Doing or Waiting?

Determine if your code is taking too long or waiting on something else

Published 2026년 Mar 18일 6분 소요

Applications and services will always be in one of two states: doing something, or waiting for something. This is similar to driving a car on a trip: you will either be moving, or stopped, as you will likely have to wait at traffic lights, or possibly be impacted by a traffic jam.

Ideally we want our applications to be doing things quickly and efficiently, keeping waiting to a minimum (in much the same way we want to drive to our destination without any delays). Whether we are troubleshooting errors, resolving performance issues, or undertaking performance optimisation, we need to determine if the application was doing something, or waiting for something. If our application was waiting, we need to determine what it was waiting for, and if it was waiting for another application or service we then need to investigate what that was doing or waiting for.

What are we ‘Doing’?

When an application is doing something, it is using CPU. This is the processing of the code and data that is within memory, performing functions such as sorting data, working through algorithms for cryptography, and parsing data to prepare the response that has been requested.

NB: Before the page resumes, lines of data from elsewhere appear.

//! Implements the base structures shared by pre- and post-processing

mod constants;
mod enums;
mod grid;
mod regular_grid;
pub use crate::base::constants::*;
pub use crate::base::enums::*;
pub use crate::base::grid::*;
pub use crate::base::regular_grid::*;
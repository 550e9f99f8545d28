//! Policy file loading
//!
//! A policy file is a YAML document with a `default` policy and an
//! `operations` map of named overrides:
//!
//! ```yaml
//! default:
//!   max-attempts: 3
//!   initial-delay-ms: 500
//! operations:
//!   download:
//!     max-attempts: 5
//!     max-delay-ms: 30000
//! ```

use camino::{Utf8Path, Utf8PathBuf};
use std::fs;

use crate::error::{Error, Result};
use crate::policy::{RetryPoliciesConfig, RetryPolicy};

/// Policy file names to search for
const CONFIG_FILE_NAMES: &[&str] = &["brokkr.yaml", "brokkr.yml"];

/// Loaded and validated retry policies
#[derive(Debug, Clone)]
pub struct PolicySet {
    /// The parsed policies
    pub policies: RetryPoliciesConfig,

    /// Path to the policy file
    pub config_path: Utf8PathBuf,
}

impl PolicySet {
    /// Load policies from the specified path, or search for a policy file
    /// in the working directory.
    pub fn load(path: Option<&Utf8Path>) -> Result<Self> {
        let (config_path, content) = if let Some(p) = path {
            let content = fs::read_to_string(p).map_err(|e| {
                if e.kind() == std::io::ErrorKind::NotFound {
                    Error::config_not_found(p.as_str())
                } else {
                    Error::Io(e)
                }
            })?;
            (p.to_owned(), content)
        } else {
            Self::find_config()?
        };

        let policies: RetryPoliciesConfig = serde_yaml_ng::from_str(&content)?;

        policies.default.validate("default")?;
        for (name, policy) in &policies.operations {
            policy.validate(name)?;
        }

        tracing::debug!(
            path = %config_path,
            operations = policies.operations.len(),
            "loaded retry policies"
        );

        Ok(Self {
            policies,
            config_path,
        })
    }

    fn find_config() -> Result<(Utf8PathBuf, String)> {
        for name in CONFIG_FILE_NAMES {
            let candidate = Utf8PathBuf::from(*name);
            if candidate.exists() {
                let content = fs::read_to_string(&candidate)?;
                return Ok((candidate, content));
            }
        }
        Err(Error::config_not_found(CONFIG_FILE_NAMES.join(" or ")))
    }

    /// The policy for an operation: its named override, or the default
    pub fn policy_for(&self, operation: &str) -> &RetryPolicy {
        self.policies
            .operations
            .get(operation)
            .unwrap_or(&self.policies.default)
    }
}

#[cfg(test)]
mod tests {
    use super::*;
    use crate::policy::BackoffStrategy;
    use std::io::Write;

    fn write_policy_file(dir: &tempfile::TempDir, content: &str) -> Utf8PathBuf {
        let path = dir.path().join("brokkr.yaml");
        let mut file = fs::File::create(&path).unwrap();
        file.write_all(content.as_bytes()).unwrap();
        Utf8PathBuf::from_path_buf(path).unwrap()
    }

    #[test]
    fn loads_default_and_overrides() {
        let dir = tempfile::tempdir().unwrap();
        let path = write_policy_file(
            &dir,
            r#"
default:
  max-attempts: 5
  initial-delay-ms: 50
operations:
  upload:
    max-attempts: 2
    strategy: fixed-delay
"#,
        );

        let set = PolicySet::load(Some(&path)).unwrap();

        assert_eq!(set.policies.default.max_attempts, 5);
        assert_eq!(set.policies.default.initial_delay_ms, 50);

        let upload = set.policy_for("upload");
        assert_eq!(upload.max_attempts, 2);
        assert_eq!(upload.strategy, BackoffStrategy::FixedDelay);
    }

    #[test]
    fn unknown_operation_falls_back_to_default() {
        let dir = tempfile::tempdir().unwrap();
        let path = write_policy_file(&dir, "default:\n  max-attempts: 7\n");

        let set = PolicySet::load(Some(&path)).unwrap();
        assert_eq!(set.policy_for("no-such-operation").max_attempts, 7);
    }

    #[test]
    fn empty_document_yields_all_defaults() {
        let dir = tempfile::tempdir().unwrap();
        let path = write_policy_file(&dir, "{}\n");

        let set = PolicySet::load(Some(&path)).unwrap();
        assert_eq!(set.policy_for("anything").max_attempts, 3);
        assert_eq!(set.policy_for("anything").initial_delay_ms, 500);
    }

    #[test]
    fn missing_file_reports_config_not_found() {
        let dir = tempfile::tempdir().unwrap();
        let path =
            Utf8PathBuf::from_path_buf(dir.path().join("does-not-exist.yaml")).unwrap();

        let err = PolicySet::load(Some(&path)).unwrap_err();
        assert!(matches!(err, Error::ConfigNotFound { .. }));
    }

    #[test]
    fn invalid_multiplier_is_rejected() {
        let dir = tempfile::tempdir().unwrap();
        let path = write_policy_file(
            &dir,
            r#"
operations:
  flaky:
    backoff-multiplier: -1.0
"#,
        );

        let err = PolicySet::load(Some(&path)).unwrap_err();
        assert!(matches!(err, Error::InvalidPolicy { .. }));
    }

    #[test]
    fn malformed_yaml_is_a_parse_error() {
        let dir = tempfile::tempdir().unwrap();
        let path = write_policy_file(&dir, "default: [not, a, mapping\n");

        let err = PolicySet::load(Some(&path)).unwrap_err();
        assert!(matches!(err, Error::YamlParse(_)));
    }
}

This code is only being held back by how efficiently it uses the CPU and the speed of the CPU, i.e. the fewer instructions required to complete the process the faster it can complete, and the faster the CPU can execute each instruction the sooner the process finishes. With driving on our trip we could find an alternative route that would be shorter, or get a faster car.

Why are we ‘Waiting’?

Our applications are not always able to continue processing, and instead of using CPU they need to pause and wait. There are two different types of waits that our applications experience:

Direct waits: These are requests that our code makes of other systems in order to perform the next steps, e.g. reading a file from storage, making a HTTP request to another service for some data, waiting for user input, etc. The CPU is available for our application to use, but it needs data from elsewhere in order to continue. This would be an open road with no traffic, but we would need to fill the car with fuel to be able to continue.
Indirect waits: This is where our application is ready to use the CPU, but the CPU is not available as something else is already using it. This could be another process running on the same host that is using the CPU which leads to our application having to wait for the CPU to become available. It could also be something in the environment of the application, such as garbage collection within the runtime which means that our code needs to wait for that to complete until it can continue. This is the dreaded traffic jam that prevents us from being able to drive at the normal speed for the road.

A representation of the sequence of events within a simple transaction showing time spent Doing and Waiting

In the APM Summary view in New Relic, the instrumentation breaks out the direct waits into segments, such as MySQL, Web External, etc. If the time is shown as the language of the runtime, then this could be either the application doing something, or indirect waits, such as other processes blocking access to the CPU, or garbage collection occurring within the runtime.

The image above shows direct wait time within MySQL being responsible for the majority of the response time of this application, and a very small amount of time within the Java runtime.

You can use the language runtime view to see if CPU usage and garbage collection correlate with the increase in response time.

The JVM view allows us to see the amount of CPU being used by our application, and the amount of that CPU time that is spent in garbage collection instead of executing our code.

In my previous blog post (Everything, Everywhere, All At Once) I gave an example of an issue a company had where users were experiencing increased response times when trying to retrieve their documents from a web portal:

The code in the web browser processed the user input and then issued a request to the backend application and waited on it (Direct wait).
The backend application processed the request from the browser and then made a request to the database which responded very quickly with a file location (Direct wait).
The file location was processed by the backend application which then requested the file from the file server, for which it then had to wait a lot longer than normal (Direct wait).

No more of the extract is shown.